(Task requirements):
Read the entries below and pull out each line with the string "HashMap".

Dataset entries
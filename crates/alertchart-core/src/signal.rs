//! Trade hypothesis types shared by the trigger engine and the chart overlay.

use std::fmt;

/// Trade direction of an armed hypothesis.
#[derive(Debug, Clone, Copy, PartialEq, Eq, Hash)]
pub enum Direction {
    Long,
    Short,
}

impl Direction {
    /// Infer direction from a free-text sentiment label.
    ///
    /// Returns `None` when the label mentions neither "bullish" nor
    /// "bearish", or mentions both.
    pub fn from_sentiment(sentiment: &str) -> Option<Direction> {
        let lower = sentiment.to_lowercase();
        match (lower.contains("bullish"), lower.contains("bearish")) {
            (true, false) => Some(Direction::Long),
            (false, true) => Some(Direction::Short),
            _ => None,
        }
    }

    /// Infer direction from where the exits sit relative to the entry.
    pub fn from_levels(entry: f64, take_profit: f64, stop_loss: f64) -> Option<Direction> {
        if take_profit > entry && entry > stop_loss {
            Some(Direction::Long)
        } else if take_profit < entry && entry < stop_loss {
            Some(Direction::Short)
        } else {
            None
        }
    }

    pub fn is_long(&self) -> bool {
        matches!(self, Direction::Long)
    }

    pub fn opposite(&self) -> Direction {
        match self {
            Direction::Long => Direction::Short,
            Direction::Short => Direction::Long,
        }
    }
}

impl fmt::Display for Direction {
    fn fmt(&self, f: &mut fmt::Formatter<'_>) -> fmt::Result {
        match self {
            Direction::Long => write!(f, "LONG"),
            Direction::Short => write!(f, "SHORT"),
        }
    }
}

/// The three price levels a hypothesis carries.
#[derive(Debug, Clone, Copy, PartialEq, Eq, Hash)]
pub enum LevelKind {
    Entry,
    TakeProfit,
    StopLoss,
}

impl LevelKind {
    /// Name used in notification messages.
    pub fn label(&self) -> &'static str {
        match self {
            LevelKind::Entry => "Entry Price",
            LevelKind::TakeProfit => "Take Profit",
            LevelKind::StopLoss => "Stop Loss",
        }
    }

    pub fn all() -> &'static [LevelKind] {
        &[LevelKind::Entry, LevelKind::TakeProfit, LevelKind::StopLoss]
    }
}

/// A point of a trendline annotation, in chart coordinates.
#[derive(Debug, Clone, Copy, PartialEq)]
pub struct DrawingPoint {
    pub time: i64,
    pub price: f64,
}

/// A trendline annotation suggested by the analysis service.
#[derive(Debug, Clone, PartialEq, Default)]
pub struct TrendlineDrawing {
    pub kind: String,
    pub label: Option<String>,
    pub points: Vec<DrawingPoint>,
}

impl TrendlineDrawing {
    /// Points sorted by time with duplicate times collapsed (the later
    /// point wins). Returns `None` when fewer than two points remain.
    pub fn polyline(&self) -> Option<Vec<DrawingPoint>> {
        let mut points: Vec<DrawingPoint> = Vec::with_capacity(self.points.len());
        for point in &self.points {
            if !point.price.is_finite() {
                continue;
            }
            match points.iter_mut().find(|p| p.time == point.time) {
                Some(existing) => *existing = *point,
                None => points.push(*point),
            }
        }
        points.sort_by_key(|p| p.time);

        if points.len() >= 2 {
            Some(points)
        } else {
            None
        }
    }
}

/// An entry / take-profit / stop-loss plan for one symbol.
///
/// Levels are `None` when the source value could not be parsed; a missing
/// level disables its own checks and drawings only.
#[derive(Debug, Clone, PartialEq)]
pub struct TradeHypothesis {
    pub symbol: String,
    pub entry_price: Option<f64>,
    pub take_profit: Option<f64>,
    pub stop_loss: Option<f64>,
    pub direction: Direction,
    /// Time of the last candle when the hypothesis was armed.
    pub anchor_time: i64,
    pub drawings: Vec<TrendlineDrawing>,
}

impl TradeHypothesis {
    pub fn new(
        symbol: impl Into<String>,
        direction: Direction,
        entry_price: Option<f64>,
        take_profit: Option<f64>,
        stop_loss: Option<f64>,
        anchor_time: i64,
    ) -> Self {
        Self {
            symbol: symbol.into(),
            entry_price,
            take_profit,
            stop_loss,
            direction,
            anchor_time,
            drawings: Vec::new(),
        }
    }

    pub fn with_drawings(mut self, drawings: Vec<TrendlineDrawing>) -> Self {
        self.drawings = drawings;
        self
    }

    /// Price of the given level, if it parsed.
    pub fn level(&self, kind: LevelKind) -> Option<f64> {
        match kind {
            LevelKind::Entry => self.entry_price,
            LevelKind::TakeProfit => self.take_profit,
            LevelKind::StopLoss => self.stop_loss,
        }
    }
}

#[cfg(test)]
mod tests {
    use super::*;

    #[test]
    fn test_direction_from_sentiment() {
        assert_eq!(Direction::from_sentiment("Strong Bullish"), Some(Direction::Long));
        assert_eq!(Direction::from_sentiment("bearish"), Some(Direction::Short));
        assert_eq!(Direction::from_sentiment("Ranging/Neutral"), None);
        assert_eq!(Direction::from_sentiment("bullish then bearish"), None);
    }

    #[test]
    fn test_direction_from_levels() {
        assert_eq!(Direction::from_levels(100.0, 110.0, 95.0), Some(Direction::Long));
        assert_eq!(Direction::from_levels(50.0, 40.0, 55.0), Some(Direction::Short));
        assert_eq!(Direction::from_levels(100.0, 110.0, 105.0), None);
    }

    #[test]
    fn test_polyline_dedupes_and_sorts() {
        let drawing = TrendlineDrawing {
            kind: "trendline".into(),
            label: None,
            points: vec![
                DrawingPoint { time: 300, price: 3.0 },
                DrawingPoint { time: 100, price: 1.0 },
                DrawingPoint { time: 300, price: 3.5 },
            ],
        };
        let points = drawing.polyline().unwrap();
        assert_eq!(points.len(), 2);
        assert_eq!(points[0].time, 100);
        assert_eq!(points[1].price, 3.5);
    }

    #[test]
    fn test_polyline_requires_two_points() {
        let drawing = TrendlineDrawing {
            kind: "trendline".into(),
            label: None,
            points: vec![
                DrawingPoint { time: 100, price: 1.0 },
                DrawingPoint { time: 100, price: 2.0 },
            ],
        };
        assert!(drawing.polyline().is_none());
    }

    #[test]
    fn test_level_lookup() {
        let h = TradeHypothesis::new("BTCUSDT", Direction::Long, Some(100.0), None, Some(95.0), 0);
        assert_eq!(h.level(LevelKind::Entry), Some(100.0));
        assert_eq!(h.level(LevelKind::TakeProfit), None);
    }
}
--
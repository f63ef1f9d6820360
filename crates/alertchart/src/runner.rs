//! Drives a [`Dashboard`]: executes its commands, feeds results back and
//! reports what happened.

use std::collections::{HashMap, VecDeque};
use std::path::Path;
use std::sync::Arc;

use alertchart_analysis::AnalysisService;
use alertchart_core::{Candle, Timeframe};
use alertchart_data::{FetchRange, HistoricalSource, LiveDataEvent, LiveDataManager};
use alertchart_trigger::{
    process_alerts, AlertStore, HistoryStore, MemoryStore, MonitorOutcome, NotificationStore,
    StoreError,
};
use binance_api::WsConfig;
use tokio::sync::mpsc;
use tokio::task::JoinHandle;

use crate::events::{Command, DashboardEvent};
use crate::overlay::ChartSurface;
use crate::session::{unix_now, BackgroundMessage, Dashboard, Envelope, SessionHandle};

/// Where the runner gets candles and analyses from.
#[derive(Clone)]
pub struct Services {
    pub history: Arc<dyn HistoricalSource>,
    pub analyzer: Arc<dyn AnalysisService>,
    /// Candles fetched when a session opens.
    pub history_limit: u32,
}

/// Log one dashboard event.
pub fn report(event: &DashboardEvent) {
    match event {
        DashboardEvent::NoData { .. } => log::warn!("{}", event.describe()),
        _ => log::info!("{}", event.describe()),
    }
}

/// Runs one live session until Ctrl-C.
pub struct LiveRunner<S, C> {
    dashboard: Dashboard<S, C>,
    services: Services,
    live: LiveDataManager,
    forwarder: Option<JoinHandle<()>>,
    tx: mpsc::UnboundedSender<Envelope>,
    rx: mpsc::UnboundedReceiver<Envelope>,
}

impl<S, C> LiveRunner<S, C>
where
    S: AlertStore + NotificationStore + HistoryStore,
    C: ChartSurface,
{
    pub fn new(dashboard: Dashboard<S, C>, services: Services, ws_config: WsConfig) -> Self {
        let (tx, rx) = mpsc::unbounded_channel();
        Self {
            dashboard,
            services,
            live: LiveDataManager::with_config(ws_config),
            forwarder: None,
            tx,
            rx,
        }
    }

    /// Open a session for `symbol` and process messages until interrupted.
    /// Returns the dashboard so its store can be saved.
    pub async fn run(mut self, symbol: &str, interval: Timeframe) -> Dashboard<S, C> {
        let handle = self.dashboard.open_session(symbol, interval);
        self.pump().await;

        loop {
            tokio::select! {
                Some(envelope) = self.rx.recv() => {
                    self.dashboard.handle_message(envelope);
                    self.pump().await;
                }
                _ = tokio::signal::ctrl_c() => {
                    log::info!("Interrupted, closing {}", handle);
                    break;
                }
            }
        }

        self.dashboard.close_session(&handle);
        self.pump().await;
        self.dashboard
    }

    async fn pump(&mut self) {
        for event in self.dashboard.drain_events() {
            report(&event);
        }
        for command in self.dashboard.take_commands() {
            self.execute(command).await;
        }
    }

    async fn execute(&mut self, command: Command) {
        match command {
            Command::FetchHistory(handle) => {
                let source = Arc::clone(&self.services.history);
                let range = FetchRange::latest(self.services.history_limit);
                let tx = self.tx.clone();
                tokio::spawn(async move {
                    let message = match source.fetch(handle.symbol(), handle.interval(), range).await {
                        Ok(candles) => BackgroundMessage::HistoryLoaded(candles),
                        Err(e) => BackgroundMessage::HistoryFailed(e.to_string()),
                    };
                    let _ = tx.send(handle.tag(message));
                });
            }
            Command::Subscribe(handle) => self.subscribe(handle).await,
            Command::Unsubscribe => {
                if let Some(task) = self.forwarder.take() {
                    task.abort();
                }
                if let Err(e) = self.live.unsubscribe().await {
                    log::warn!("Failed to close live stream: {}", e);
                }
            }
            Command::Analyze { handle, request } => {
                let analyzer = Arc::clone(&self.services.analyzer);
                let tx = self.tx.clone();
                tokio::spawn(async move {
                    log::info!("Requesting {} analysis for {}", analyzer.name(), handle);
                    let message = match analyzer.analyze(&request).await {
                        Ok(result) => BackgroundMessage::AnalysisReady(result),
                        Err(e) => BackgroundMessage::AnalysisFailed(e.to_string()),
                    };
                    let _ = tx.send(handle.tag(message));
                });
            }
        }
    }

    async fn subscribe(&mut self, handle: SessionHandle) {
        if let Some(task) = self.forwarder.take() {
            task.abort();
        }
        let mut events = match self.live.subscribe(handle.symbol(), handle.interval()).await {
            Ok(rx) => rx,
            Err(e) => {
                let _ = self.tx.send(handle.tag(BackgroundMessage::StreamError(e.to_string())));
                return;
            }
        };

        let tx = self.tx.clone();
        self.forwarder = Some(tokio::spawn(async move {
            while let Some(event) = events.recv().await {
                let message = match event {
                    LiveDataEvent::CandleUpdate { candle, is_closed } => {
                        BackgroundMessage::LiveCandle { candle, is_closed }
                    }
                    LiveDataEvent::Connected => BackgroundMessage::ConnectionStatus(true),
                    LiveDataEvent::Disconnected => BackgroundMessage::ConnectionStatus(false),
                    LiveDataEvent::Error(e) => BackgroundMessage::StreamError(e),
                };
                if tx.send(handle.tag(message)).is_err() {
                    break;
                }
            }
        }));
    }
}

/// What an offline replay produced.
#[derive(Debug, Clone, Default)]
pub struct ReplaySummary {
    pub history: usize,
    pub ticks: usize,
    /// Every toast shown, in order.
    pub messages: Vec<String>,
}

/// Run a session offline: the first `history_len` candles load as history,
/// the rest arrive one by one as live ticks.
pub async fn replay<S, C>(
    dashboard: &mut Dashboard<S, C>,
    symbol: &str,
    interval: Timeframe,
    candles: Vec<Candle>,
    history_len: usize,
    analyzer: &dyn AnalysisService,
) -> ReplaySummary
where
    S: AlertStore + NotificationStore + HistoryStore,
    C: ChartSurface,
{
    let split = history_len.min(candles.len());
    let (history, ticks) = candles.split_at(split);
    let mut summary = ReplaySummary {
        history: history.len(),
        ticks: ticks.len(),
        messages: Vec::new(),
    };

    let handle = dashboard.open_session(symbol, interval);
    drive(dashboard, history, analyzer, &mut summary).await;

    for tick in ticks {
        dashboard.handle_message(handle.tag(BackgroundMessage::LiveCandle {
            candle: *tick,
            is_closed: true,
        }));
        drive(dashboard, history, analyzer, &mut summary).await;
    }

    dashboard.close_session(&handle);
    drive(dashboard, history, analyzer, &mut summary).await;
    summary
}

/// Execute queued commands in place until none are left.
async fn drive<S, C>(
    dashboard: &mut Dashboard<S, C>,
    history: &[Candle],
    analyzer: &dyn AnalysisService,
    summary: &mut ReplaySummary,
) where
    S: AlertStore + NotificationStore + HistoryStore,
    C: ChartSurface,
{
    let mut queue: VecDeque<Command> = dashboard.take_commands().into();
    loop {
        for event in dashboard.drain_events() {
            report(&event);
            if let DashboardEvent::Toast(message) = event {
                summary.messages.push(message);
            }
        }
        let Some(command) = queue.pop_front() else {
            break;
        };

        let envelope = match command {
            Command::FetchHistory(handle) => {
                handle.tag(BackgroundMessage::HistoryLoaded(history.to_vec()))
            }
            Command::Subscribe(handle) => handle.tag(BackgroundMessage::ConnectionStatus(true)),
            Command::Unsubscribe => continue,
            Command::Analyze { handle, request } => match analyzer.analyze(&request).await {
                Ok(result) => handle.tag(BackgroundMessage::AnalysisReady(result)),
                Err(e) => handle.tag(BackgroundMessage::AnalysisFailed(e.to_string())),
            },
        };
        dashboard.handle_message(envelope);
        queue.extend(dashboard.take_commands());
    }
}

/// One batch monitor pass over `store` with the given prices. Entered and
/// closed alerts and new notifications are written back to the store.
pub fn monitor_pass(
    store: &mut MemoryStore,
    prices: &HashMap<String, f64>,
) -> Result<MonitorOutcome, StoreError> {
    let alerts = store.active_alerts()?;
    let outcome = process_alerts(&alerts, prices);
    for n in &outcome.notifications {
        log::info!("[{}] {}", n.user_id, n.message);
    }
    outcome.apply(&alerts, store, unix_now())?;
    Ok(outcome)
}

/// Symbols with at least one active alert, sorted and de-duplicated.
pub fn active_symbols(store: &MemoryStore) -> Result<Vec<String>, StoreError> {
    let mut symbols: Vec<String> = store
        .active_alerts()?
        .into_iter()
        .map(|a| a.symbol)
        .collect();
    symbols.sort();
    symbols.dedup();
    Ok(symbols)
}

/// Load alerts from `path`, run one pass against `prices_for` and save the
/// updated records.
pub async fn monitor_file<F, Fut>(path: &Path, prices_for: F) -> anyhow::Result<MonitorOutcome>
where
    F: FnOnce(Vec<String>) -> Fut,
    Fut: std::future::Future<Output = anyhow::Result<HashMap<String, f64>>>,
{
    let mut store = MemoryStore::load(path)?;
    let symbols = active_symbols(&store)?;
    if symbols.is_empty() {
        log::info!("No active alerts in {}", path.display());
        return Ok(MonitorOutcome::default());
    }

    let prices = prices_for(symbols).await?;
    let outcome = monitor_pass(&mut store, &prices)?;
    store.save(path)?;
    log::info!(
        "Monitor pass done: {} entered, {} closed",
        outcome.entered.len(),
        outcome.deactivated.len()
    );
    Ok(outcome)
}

(Answer to the exercise):
use std::collections::{HashMap, VecDeque};
    prices: &HashMap<String, f64>,
    Fut: std::future::Future<Output = anyhow::Result<HashMap<String, f64>>>,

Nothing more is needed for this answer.